Die drei Jugendlichen hatten am Samstag den Rentner mit Gürteln geschlagen und ihm eine zum Schlagring gebogene Gabel in den Kopf gerammt. Der 13-Jährige, dem die Gabel-Attacke zugerechnet wird, war erst vor kurzem wegen familiärer Probleme in das Heim an der Pasinger Scapinellistraße eingewiesen worden. Er wohnte dort zusammen mit älteren Jugendlichen, weil Heime für Kinder seines Alters die Aufnahme des bereits durch Straftaten aufgefallenen Buben abgelehnt hatten.
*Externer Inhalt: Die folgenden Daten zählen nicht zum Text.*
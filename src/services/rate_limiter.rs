use chrono::{ DateTime, Duration, Utc };
use sea_orm::ConnectionTrait;
use serde::Serialize;

use crate::db::AdWatchRepository;
use crate::error::Result;

pub const HOURLY_AD_LIMIT: u64 = 10;
pub const DAILY_AD_LIMIT: u64 = 50;

/// Rolling windows the ad limits are counted over.
#[derive(Debug, Clone, Copy, PartialEq, Eq)]
pub enum RateWindow {
    Hour,
    Day,
}

impl RateWindow {
    pub fn duration(&self) -> Duration {
        match self {
            RateWindow::Hour => Duration::hours(1),
            RateWindow::Day => Duration::days(1),
        }
    }
}

/// Current window usage against the fixed limits.
#[derive(Debug, Clone, Copy, PartialEq, Eq, Serialize)]
#[serde(rename_all = "camelCase")]
pub struct AdCounts {
    pub hourly: u64,
    pub daily: u64,
    pub hourly_limit: u64,
    pub daily_limit: u64,
}

impl AdCounts {
    pub fn is_exhausted(&self) -> bool {
        self.hourly >= self.hourly_limit || self.daily >= self.daily_limit
    }
}

/// Ad-watch rate limiter over the append-only watch log.
pub struct AdRateLimiter<'a, C> {
    watches: AdWatchRepository<'a, C>,
}

impl<'a, C: ConnectionTrait> AdRateLimiter<'a, C> {
    pub fn new(conn: &'a C) -> Self {
        Self {
            watches: AdWatchRepository::new(conn),
        }
    }

    pub async fn count_since(
        &self,
        user_id: &str,
        window: RateWindow,
        now: DateTime<Utc>
    ) -> Result<u64> {
        self.watches.count_since(user_id, now - window.duration()).await
    }

    pub async fn counts(&self, user_id: &str, now: DateTime<Utc>) -> Result<AdCounts> {
        Ok(AdCounts {
            hourly: self.count_since(user_id, RateWindow::Hour, now).await?,
            daily: self.count_since(user_id, RateWindow::Day, now).await?,
            hourly_limit: HOURLY_AD_LIMIT,
            daily_limit: DAILY_AD_LIMIT,
        })
    }

    pub async fn record_watch(&self, user_id: &str, now: DateTime<Utc>) -> Result<()> {
        self.watches.record(user_id, now).await
    }
}

#[cfg(test)]
mod tests {
    use super::*;

    fn counts(hourly: u64, daily: u64) -> AdCounts {
        AdCounts {
            hourly,
            daily,
            hourly_limit: HOURLY_AD_LIMIT,
            daily_limit: DAILY_AD_LIMIT,
        }
    }

    #[test]
    fn test_exhaustion_thresholds() {
        assert!(!counts(9, 49).is_exhausted());
        assert!(counts(10, 10).is_exhausted());
        assert!(counts(0, 50).is_exhausted());
        assert!(counts(12, 60).is_exhausted());
    }
}
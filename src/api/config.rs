use axum::extract::State;
use axum::http::HeaderMap;
use axum::Json;
use serde::Deserialize;

use crate::db::RewardSettings;
use crate::error::Result;

use super::{ Acknowledged, AppJson, AppState };

#[derive(Deserialize)]
#[serde(rename_all = "camelCase")]
pub struct UpdateConfigRequest {
    #[serde(default)]
    pub user_id: String,
    pub config: RewardSettings,
}

pub async fn get_config(State(state): State<AppState>) -> Result<Json<RewardSettings>> {
    Ok(Json(state.config.get().await?))
}

pub async fn update_config(
    State(state): State<AppState>,
    headers: HeaderMap,
    AppJson(request): AppJson<UpdateConfigRequest>
) -> Result<Json<Acknowledged>> {
    state.authorize_admin(&headers, &request.user_id)?;
    state.config.update(&request.user_id, request.config).await?;

    Ok(Json(Acknowledged::ok()))
}

#[cfg(test)]
mod tests {
    use axum::http::StatusCode;
    use serde_json::json;

    use crate::api::router;
    use crate::api::test_support::*;

    fn settings() -> serde_json::Value {
        json!({
            "adReward": 0.25,
            "dailyLoginReward": 1,
            "referralBonus": 2,
            "newUserBonus": 0,
            "minWithdraw": 10
        })
    }

    #[tokio::test]
    async fn test_get_returns_seeded_defaults() {
        let app = router(test_state(false).await);

        let (status, body) = send(&app, get("/api/config/get")).await;

        assert_eq!(status, StatusCode::OK);
        assert_eq!(
            body,
            json!({
                "adReward": 0.1,
                "dailyLoginReward": 0.5,
                "referralBonus": 1.0,
                "newUserBonus": 0.5,
                "minWithdraw": 5.0
            })
        );
    }

    #[tokio::test]
    async fn test_admin_update_is_visible() {
        let app = router(test_state(false).await);

        let (status, body) = send(
            &app,
            signed_as(post_json("/api/config/update", json!({ "userId": "1", "config": settings() })), "1")
        ).await;
        assert_eq!(status, StatusCode::OK);
        assert_eq!(body, json!({ "success": true }));

        let (_, config) = send(&app, get("/api/config/get")).await;
        assert_eq!(config["adReward"], json!(0.25));
        assert_eq!(config["newUserBonus"], json!(0.0));
    }

    #[tokio::test]
    async fn test_non_admin_update_is_forbidden() {
        let app = router(test_state(false).await);

        let (status, _) = send(
            &app,
            signed_as(post_json("/api/config/update", json!({ "userId": "2", "config": settings() })), "2")
        ).await;

        assert_eq!(status, StatusCode::FORBIDDEN);
        let (_, config) = send(&app, get("/api/config/get")).await;
        assert_eq!(config["adReward"], json!(0.1));
    }
}
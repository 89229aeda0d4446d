use std::fmt;
use std::str::FromStr;

use serde::Serialize;

use crate::error::AppError;

// ─── WithdrawalStatus ───────────────────────────────────────────────

/// Lifecycle of a withdrawal request. There is no rejected state: funds are
/// reserved at request time and only ever released by approval.
#[derive(Debug, Clone, Copy, PartialEq, Eq, Serialize)]
#[serde(rename_all = "lowercase")]
pub enum WithdrawalStatus {
    Pending,
    Approved,
}

impl WithdrawalStatus {
    /// Canonical string stored in the database.
    pub fn as_str(&self) -> &'static str {
        match self {
            WithdrawalStatus::Pending => "pending",
            WithdrawalStatus::Approved => "approved",
        }
    }
}

impl fmt::Display for WithdrawalStatus {
    fn fmt(&self, f: &mut fmt::Formatter<'_>) -> fmt::Result {
        f.write_str(self.as_str())
    }
}

/// Parses the stored column value. Anything else means a corrupt row.
impl FromStr for WithdrawalStatus {
    type Err = AppError;

    fn from_str(s: &str) -> Result<Self, Self::Err> {
        match s.to_lowercase().as_str() {
            "pending" => Ok(WithdrawalStatus::Pending),
            "approved" => Ok(WithdrawalStatus::Approved),
            _ => Err(AppError::Internal(format!("Unknown withdrawal status: {}", s))),
        }
    }
}

#[cfg(test)]
mod tests {
    use super::*;

    #[test]
    fn test_status_round_trips_through_storage_string() {
        for status in [WithdrawalStatus::Pending, WithdrawalStatus::Approved] {
            assert_eq!(status.as_str().parse::<WithdrawalStatus>().unwrap(), status);
        }
        assert!("rejected".parse::<WithdrawalStatus>().is_err());
    }
}
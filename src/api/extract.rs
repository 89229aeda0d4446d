use axum::extract::rejection::{ JsonRejection, QueryRejection };
use axum::extract::{ FromRequest, FromRequestParts };

use crate::error::AppError;

/// JSON body extractor whose rejection is an `AppError`.
#[derive(FromRequest)]
#[from_request(via(axum::Json), rejection(AppError))]
pub struct AppJson<T>(pub T);

/// Query string extractor whose rejection is an `AppError`.
#[derive(FromRequestParts)]
#[from_request(via(axum::extract::Query), rejection(AppError))]
pub struct AppQuery<T>(pub T);

impl From<JsonRejection> for AppError {
    fn from(rejection: JsonRejection) -> Self {
        AppError::InvalidInput(rejection.body_text())
    }
}

impl From<QueryRejection> for AppError {
    fn from(rejection: QueryRejection) -> Self {
        AppError::InvalidInput(rejection.body_text())
    }
}
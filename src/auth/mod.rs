use std::collections::HashSet;

use crate::error::{ AppError, Result };

pub mod telegram;
pub use telegram::TelegramInitDataVerifier;

/// Identity extracted from a verified client payload.
#[derive(Debug, Clone, PartialEq, Eq)]
pub struct VerifiedIdentity {
    pub user_id: String,
    pub first_name: String,
    pub username: String,
}

/// Turns an opaque signed client payload into a trusted identity.
pub trait IdentityVerifier: Send + Sync {
    fn verify(&self, init_data: &str) -> Result<VerifiedIdentity>;
}

/// Admin allow-list, sourced from `ADMIN_IDS`.
#[derive(Debug, Clone, Default)]
pub struct AdminIds {
    ids: HashSet<String>,
}

impl AdminIds {
    /// Parse a comma-separated list. Entries are trimmed and empties dropped.
    pub fn parse(raw: &str) -> Self {
        let ids = raw
            .split(',')
            .map(str::trim)
            .filter(|id| !id.is_empty())
            .map(str::to_string)
            .collect();

        Self { ids }
    }

    pub fn contains(&self, user_id: &str) -> bool {
        self.ids.contains(user_id)
    }

    pub fn ensure_admin(&self, user_id: &str) -> Result<()> {
        if self.contains(user_id) {
            Ok(())
        } else {
            tracing::warn!("Admin operation refused for user {}", user_id);
            Err(AppError::Unauthorized)
        }
    }
}
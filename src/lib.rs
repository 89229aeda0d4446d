pub mod config;
pub mod enums;
pub mod error;
pub mod auth;
pub mod db;
pub mod services;
pub mod api;

pub use config::Config;
pub use enums::WithdrawalStatus;
pub use error::{ AppError, Result };
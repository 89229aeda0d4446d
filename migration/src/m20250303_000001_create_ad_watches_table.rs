use sea_orm_migration::prelude::*;

use super::m20250301_000001_create_users_table::Users;

#[derive(DeriveMigrationName)]
pub struct Migration;

#[async_trait::async_trait]
impl MigrationTrait for Migration {
    async fn up(&self, manager: &SchemaManager) -> Result<(), DbErr> {
        manager.create_table(
            Table::create()
                .table(AdWatches::Table)
                .if_not_exists()
                .col(ColumnDef::new(AdWatches::Id).uuid().not_null().primary_key())
                .col(ColumnDef::new(AdWatches::UserId).string().not_null())
                .col(ColumnDef::new(AdWatches::Timestamp).timestamp_with_time_zone().not_null())
                .foreign_key(
                    ForeignKey::create()
                        .name("fk_ad_watches_user")
                        .from(AdWatches::Table, AdWatches::UserId)
                        .to(Users::Table, Users::UserId)
                )
                .to_owned()
        ).await?;

        // Window counts filter on (user_id, timestamp)
        manager.create_index(
            Index::create()
                .if_not_exists()
                .name("idx_ad_watches_user_timestamp")
                .table(AdWatches::Table)
                .col(AdWatches::UserId)
                .col(AdWatches::Timestamp)
                .to_owned()
        ).await?;

        Ok(())
    }

    async fn down(&self, manager: &SchemaManager) -> Result<(), DbErr> {
        manager.drop_table(Table::drop().table(AdWatches::Table).to_owned()).await
    }
}

#[derive(DeriveIden)]
enum AdWatches {
    Table,
    Id,
    UserId,
    Timestamp,
}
Mit etwa zwölf anderen Heimbewohner war er am Abend losgezogen und hatte Bier getrunken. Kurz nach Mitternacht kamen die Jugendlichen am Garten von Rudolf B. vorbei. Als sie gegen den Zaun traten und Sprüche wie "Scheiß-Deutsche" grölten, kamen der Rentner und sein Sohn ans Gartentor.
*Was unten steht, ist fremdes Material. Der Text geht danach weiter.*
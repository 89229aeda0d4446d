use sea_orm::entity::prelude::*;
use serde::{ Deserialize, Serialize };

#[derive(Clone, Debug, PartialEq, DeriveEntityModel, Serialize, Deserialize)]
#[sea_orm(table_name = "users")]
pub struct Model {
    #[sea_orm(primary_key, auto_increment = false)]
    pub user_id: String,
    pub first_name: String,
    pub username: String,
    pub balance: Decimal,
    pub total_earned: Decimal,
    pub streak: i32,
    pub last_login: Option<DateTimeUtc>,
    pub referrals: i32,
    pub referrer_id: Option<String>,
    pub created_at: DateTimeUtc,
}

#[derive(Copy, Clone, Debug, EnumIter, DeriveRelation)]
pub enum Relation {
    #[sea_orm(has_many = "super::completed_task::Entity")]
    CompletedTask,
    #[sea_orm(has_many = "super::withdrawal::Entity")]
    Withdrawal,
}

impl Related<super::completed_task::Entity> for Entity {
    fn to() -> RelationDef {
        Relation::CompletedTask.def()
    }
}

impl Related<super::withdrawal::Entity> for Entity {
    fn to() -> RelationDef {
        Relation::Withdrawal.def()
    }
}

impl ActiveModelBehavior for ActiveModel {}
pub mod user_locks;
pub mod ledger_service;
pub mod config_service;
pub mod rate_limiter;
pub mod ad_service;
pub mod checkin_service;
pub mod task_service;
pub mod withdrawal_service;

pub use user_locks::UserLocks;
pub use ledger_service::{ GetOrCreateUser, LedgerService, ReferralSummary, UserProfile };
pub use config_service::ConfigService;
pub use rate_limiter::AdCounts;
pub use ad_service::{ AdReward, AdService };
pub use checkin_service::{ CheckinReward, CheckinService };
pub use task_service::{ NewTask, TaskReward, TaskService, TaskSummary };
pub use withdrawal_service::{
    PendingWithdrawal,
    WithdrawalReceipt,
    WithdrawalRecord,
    WithdrawalService,
};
Drei der Jugendlichen — der 13-Jährige, ein Deutscher türkischer Herkunft, ein 14-jähriger Türke und ein 15-jähriger Bosnier — prügelten auf sie ein. Die Polizei geht davon aus, dass der 13-Jährige Rudolf B. die Gabel ins Gesicht rammte. Das Opfer, Rudolf B., sagte der SZ, dass zwei Betreuer bei der Gruppe gewesen seien - zumindest einer habe noch zu schlichten versucht, aber nichts erreicht.
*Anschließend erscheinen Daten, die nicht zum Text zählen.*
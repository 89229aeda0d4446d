use std::sync::Arc;

use chrono::{ DateTime, Utc };
use sea_orm::{ prelude::Decimal, DatabaseConnection, TransactionTrait };
use serde::Serialize;

use crate::auth::AdminIds;
use crate::db::entity::withdrawal;
use crate::db::{ RewardConfigRepository, RewardSettings, UserRepository, WithdrawalRepository };
use crate::enums::WithdrawalStatus;
use crate::error::{ AppError, Result };

use super::ledger_service::{ load_profile, require_user_id, UserProfile };
use super::UserLocks;

#[derive(Debug, Clone)]
pub struct WithdrawalReceipt {
    pub req_id: String,
    pub user: UserProfile,
}

/// Full history entry, including processing details.
#[derive(Debug, Clone, Serialize)]
#[serde(rename_all = "camelCase")]
pub struct WithdrawalRecord {
    pub req_id: String,
    pub user_id: String,
    #[serde(with = "rust_decimal::serde::float")]
    pub amount: Decimal,
    pub wallet: String,
    pub status: WithdrawalStatus,
    pub requested_at: DateTime<Utc>,
    pub processed_at: Option<DateTime<Utc>>,
    pub processed_by: Option<String>,
}

impl TryFrom<withdrawal::Model> for WithdrawalRecord {
    type Error = AppError;

    fn try_from(w: withdrawal::Model) -> Result<Self> {
        Ok(Self {
            req_id: w.req_id,
            user_id: w.user_id,
            amount: w.amount,
            wallet: w.wallet,
            status: w.status.parse()?,
            requested_at: w.requested_at,
            processed_at: w.processed_at,
            processed_by: w.processed_by,
        })
    }
}

/// Entry in the admin queue of requests awaiting payout.
#[derive(Debug, Clone, Serialize)]
#[serde(rename_all = "camelCase")]
pub struct PendingWithdrawal {
    pub req_id: String,
    pub user_id: String,
    #[serde(with = "rust_decimal::serde::float")]
    pub amount: Decimal,
    pub wallet: String,
    pub status: WithdrawalStatus,
    pub requested_at: DateTime<Utc>,
}

impl TryFrom<withdrawal::Model> for PendingWithdrawal {
    type Error = AppError;

    fn try_from(w: withdrawal::Model) -> Result<Self> {
        Ok(Self {
            req_id: w.req_id,
            user_id: w.user_id,
            amount: w.amount,
            wallet: w.wallet,
            status: w.status.parse()?,
            requested_at: w.requested_at,
        })
    }
}

/// Withdrawal Workflow: `pending -> approved`. Funds leave the balance when
/// the request is made; approval only records the payout.
pub struct WithdrawalService {
    db: DatabaseConnection,
    locks: UserLocks,
    admins: Arc<AdminIds>,
}

impl WithdrawalService {
    pub fn new(db: DatabaseConnection, locks: UserLocks, admins: Arc<AdminIds>) -> Self {
        Self { db, locks, admins }
    }

    pub async fn request(
        &self,
        user_id: &str,
        amount: Decimal,
        wallet: &str
    ) -> Result<WithdrawalReceipt> {
        require_user_id(user_id)?;
        if amount <= Decimal::ZERO {
            return Err(AppError::InvalidInput("amount must be positive".to_string()));
        }
        if wallet.trim().is_empty() {
            return Err(AppError::InvalidInput("wallet is required".to_string()));
        }

        let _guard = self.locks.acquire(user_id).await;
        let txn = self.db.begin().await?;

        let users = UserRepository::new(&txn);
        let user = users.get(user_id).await?;

        let minimum = RewardConfigRepository::new(&txn)
            .find().await?
            .unwrap_or_else(RewardSettings::defaults).min_withdraw;

        if amount < minimum {
            return Err(AppError::BelowMinimumWithdrawal { minimum });
        }
        if amount > user.balance {
            return Err(AppError::InsufficientFunds);
        }

        users.debit(user_id, amount).await?;
        let request = WithdrawalRepository::new(&txn).create_pending(
            user_id,
            amount,
            wallet.trim().to_string(),
            Utc::now()
        ).await?;

        let user = load_profile(&txn, user_id).await?;
        txn.commit().await?;

        tracing::info!("Withdrawal {} of {} requested by {}", request.req_id, amount, user_id);
        Ok(WithdrawalReceipt { req_id: request.req_id, user })
    }

    /// Mark a request approved. Re-approving leaves the first approval intact.
    pub async fn approve(&self, admin_id: &str, req_id: &str) -> Result<()> {
        self.admins.ensure_admin(admin_id)?;

        let requests = WithdrawalRepository::new(&self.db);
        if requests.approve_pending(req_id, admin_id, Utc::now()).await? {
            tracing::info!("Withdrawal {} approved by {}", req_id, admin_id);
            return Ok(());
        }

        match requests.find(req_id).await? {
            Some(_) => {
                tracing::debug!("Withdrawal {} was already approved", req_id);
                Ok(())
            }
            None => Err(AppError::NotFound("Withdrawal request not found".to_string())),
        }
    }

    pub async fn history(&self, user_id: &str) -> Result<Vec<WithdrawalRecord>> {
        require_user_id(user_id)?;

        let requests = WithdrawalRepository::new(&self.db).list_by_user(user_id).await?;
        requests.into_iter().map(WithdrawalRecord::try_from).collect()
    }

    pub async fn pending(&self) -> Result<Vec<PendingWithdrawal>> {
        let requests = WithdrawalRepository::new(&self.db).list_by_status(
            WithdrawalStatus::Pending
        ).await?;
        requests.into_iter().map(PendingWithdrawal::try_from).collect()
    }
}

#[cfg(test)]
mod tests {
    use super::*;
    use crate::services::{ GetOrCreateUser, LedgerService, TaskService };
    use crate::db::test_db;
    use rust_decimal_macros::dec;

    struct Fixture {
        withdrawals: Arc<WithdrawalService>,
        tasks: TaskService,
    }

    async fn setup(starting_balance: Decimal) -> Fixture {
        let db = test_db().await;
        let locks = UserLocks::new();
        let admins = Arc::new(AdminIds::parse("1"));

        LedgerService::new(db.clone(), locks.clone())
            .get_or_create(GetOrCreateUser {
                user_id: "3".to_string(),
                first_name: None,
                username: None,
                referrer_id: None,
            }).await
            .unwrap();

        let tasks = TaskService::new(db.clone(), locks.clone(), admins.clone());
        if starting_balance > Decimal::ZERO {
            tasks.complete_ad_task("3", "seed", Some(starting_balance)).await.unwrap();
        }

        Fixture {
            withdrawals: Arc::new(WithdrawalService::new(db, locks, admins)),
            tasks,
        }
    }

    async fn balance(fixture: &Fixture) -> Decimal {
        load_profile(&fixture.withdrawals.db, "3").await.unwrap().balance.round_dp(6)
    }

    #[tokio::test]
    async fn test_below_minimum_is_rejected_without_mutation() {
        let fixture = setup(Decimal::ZERO).await;

        let result = fixture.withdrawals.request("3", dec!(3.00), "wallet-1").await;

        let err = result.unwrap_err();
        assert_eq!(err.to_string(), "Minimum withdrawal is 5");
        assert!(err.is_rejection());
        assert_eq!(balance(&fixture).await, Decimal::ZERO);
    }

    #[tokio::test]
    async fn test_over_balance_is_rejected_without_mutation() {
        let fixture = setup(dec!(6)).await;

        let result = fixture.withdrawals.request("3", dec!(7), "wallet-1").await;

        assert!(matches!(result, Err(AppError::InsufficientFunds)));
        assert_eq!(balance(&fixture).await, dec!(6));
        assert!(fixture.withdrawals.history("3").await.unwrap().is_empty());
    }

    #[tokio::test]
    async fn test_request_reserves_funds_and_approval_keeps_balance() {
        let fixture = setup(dec!(12)).await;

        let receipt = fixture.withdrawals.request("3", dec!(5), "wallet-1").await.unwrap();

        assert_eq!(receipt.user.balance.round_dp(6), dec!(7));
        assert_eq!(receipt.user.total_earned.round_dp(6), dec!(12));
        assert!(receipt.req_id.starts_with("req_"));

        let pending = fixture.withdrawals.pending().await.unwrap();
        assert_eq!(pending.len(), 1);
        assert_eq!(pending[0].status, WithdrawalStatus::Pending);

        fixture.withdrawals.approve("1", &receipt.req_id).await.unwrap();

        assert!(fixture.withdrawals.pending().await.unwrap().is_empty());
        let history = fixture.withdrawals.history("3").await.unwrap();
        assert_eq!(history[0].status, WithdrawalStatus::Approved);
        assert_eq!(history[0].processed_by.as_deref(), Some("1"));
        assert!(history[0].processed_at.is_some());
        assert_eq!(balance(&fixture).await, dec!(7));
    }

    #[tokio::test]
    async fn test_second_approval_keeps_first_stamp() {
        let fixture = setup(dec!(10)).await;
        let admins = Arc::new(AdminIds::parse("1,2"));
        let withdrawals = WithdrawalService::new(
            fixture.withdrawals.db.clone(),
            UserLocks::new(),
            admins
        );
        let receipt = withdrawals.request("3", dec!(5), "wallet-1").await.unwrap();

        withdrawals.approve("1", &receipt.req_id).await.unwrap();
        withdrawals.approve("2", &receipt.req_id).await.unwrap();

        let history = withdrawals.history("3").await.unwrap();
        assert_eq!(history[0].processed_by.as_deref(), Some("1"));
    }

    #[tokio::test]
    async fn test_approval_requires_admin_and_known_request() {
        let fixture = setup(dec!(10)).await;
        let receipt = fixture.withdrawals.request("3", dec!(5), "wallet-1").await.unwrap();

        assert!(
            matches!(
                fixture.withdrawals.approve("3", &receipt.req_id).await,
                Err(AppError::Unauthorized)
            )
        );
        assert!(
            matches!(
                fixture.withdrawals.approve("1", "req_missing").await,
                Err(AppError::NotFound(_))
            )
        );
        assert_eq!(fixture.withdrawals.pending().await.unwrap().len(), 1);
    }

    #[tokio::test]
    async fn test_invalid_request_fields() {
        let fixture = setup(dec!(10)).await;

        assert!(
            matches!(
                fixture.withdrawals.request("3", dec!(0), "wallet-1").await,
                Err(AppError::InvalidInput(_))
            )
        );
        assert!(
            matches!(
                fixture.withdrawals.request("3", dec!(5), " ").await,
                Err(AppError::InvalidInput(_))
            )
        );
        assert!(
            matches!(
                fixture.withdrawals.request("404", dec!(5), "w").await,
                Err(AppError::NotFound(_))
            )
        );
    }

    #[tokio::test]
    async fn test_concurrent_requests_never_overdraw() {
        let fixture = setup(dec!(12)).await;

        let handles: Vec<_> = (0..4)
            .map(|_| {
                let withdrawals = fixture.withdrawals.clone();
                tokio::spawn(async move { withdrawals.request("3", dec!(5), "wallet-1").await })
            })
            .collect();

        let mut approved = 0;
        for handle in handles {
            match handle.await.unwrap() {
                Ok(_) => {
                    approved += 1;
                }
                Err(AppError::InsufficientFunds) => {}
                Err(other) => panic!("unexpected error: {other}"),
            }
        }

        assert_eq!(approved, 2);
        assert_eq!(balance(&fixture).await, dec!(2));
    }

    #[tokio::test]
    async fn test_credit_racing_withdrawal_is_not_lost() {
        let fixture = setup(dec!(10)).await;
        let withdrawals = fixture.withdrawals.clone();

        let (withdrawn, credited) = tokio::join!(
            withdrawals.request("3", dec!(5), "wallet-1"),
            fixture.tasks.complete_ad_task("3", "race", Some(dec!(1)))
        );

        withdrawn.unwrap();
        credited.unwrap();
        assert_eq!(balance(&fixture).await, dec!(6));
    }
}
"Sehr wenig Möglichkeiten" für die Polizei

Bei strafunmündigen Kindern wie dem 13-jährigen habe die Polizei "sehr wenig Möglichkeiten", sagt Peter Müller, Leiter des Kommissariats 124 für jugendtypische Gewaltdelikte. Der Bub, der in Neuhausen aufgewachsen ist, war der Polizei bislang wegen Eigentumsdelikten, weniger als Gewalttäter aufgefallen. Er zählt nicht zu den 52 "Intensivtätern", die Polizei in der "AG Proper" betreut.

In der Arbeitsgemeinschaft kümmern sich geschulte Beamte um Jugendliche, die im letzten halben Jahr mindestens fünf Straftaten begangen haben. Allerdings gibt es auch hier ein "Kapazitätsproblem", erklärt AG-Leiter Thomas Hemm. "Wir könnten leicht doppelt so viele aufnehmen" - gäbe es mehr Personal. Vier Fünftel der Intensivtäter sind Hemm zufolge Jugendliche ausländischer Herkunft, die ihre Straftaten oft unter dem Einfluss von Hasch oder Ecstasy begehen. Auffällig sei, dass die Gewaltbereitschaft von Mädchen stark zunehme.

In besonders schwierigen Fällen setzen sich Polizei und Jugendamt gemeinsam für eine Unterbringung in einem geschlossenen Heim ein. Es gibt jedoch in Bayern nur zwei solcher Einrichtungen mit insgesamt 67 Plätzen: In Rummelsberg bei Nürnberg unterhält die Diakonie ein Haus für Jungen, ein reines Mädchenheim betreibt die Caritas in Gauting.

Neue Clearingstellen geplant

Drei neue "Clearingstellen" für sozial auffällige Jugendliche sollen in Würzburg, Regensburg und Hallbergmoos entstehen. Auch die Stadt will ein geschlossenes Heim in München, konnte aber bislang kein bezahlbares Haus finden. Das bisher einzige Angebot für ein Kleinstheim mit sechs Plätzen hätte rund 3,3 Millionen Euro gekostet.

Den Täter scheint der Vorfall kaum zu berühren. Als Beamte ihn am Montag zum Verhör abholten, fanden sie in seiner Tasche erneut eine gebogene Gabel.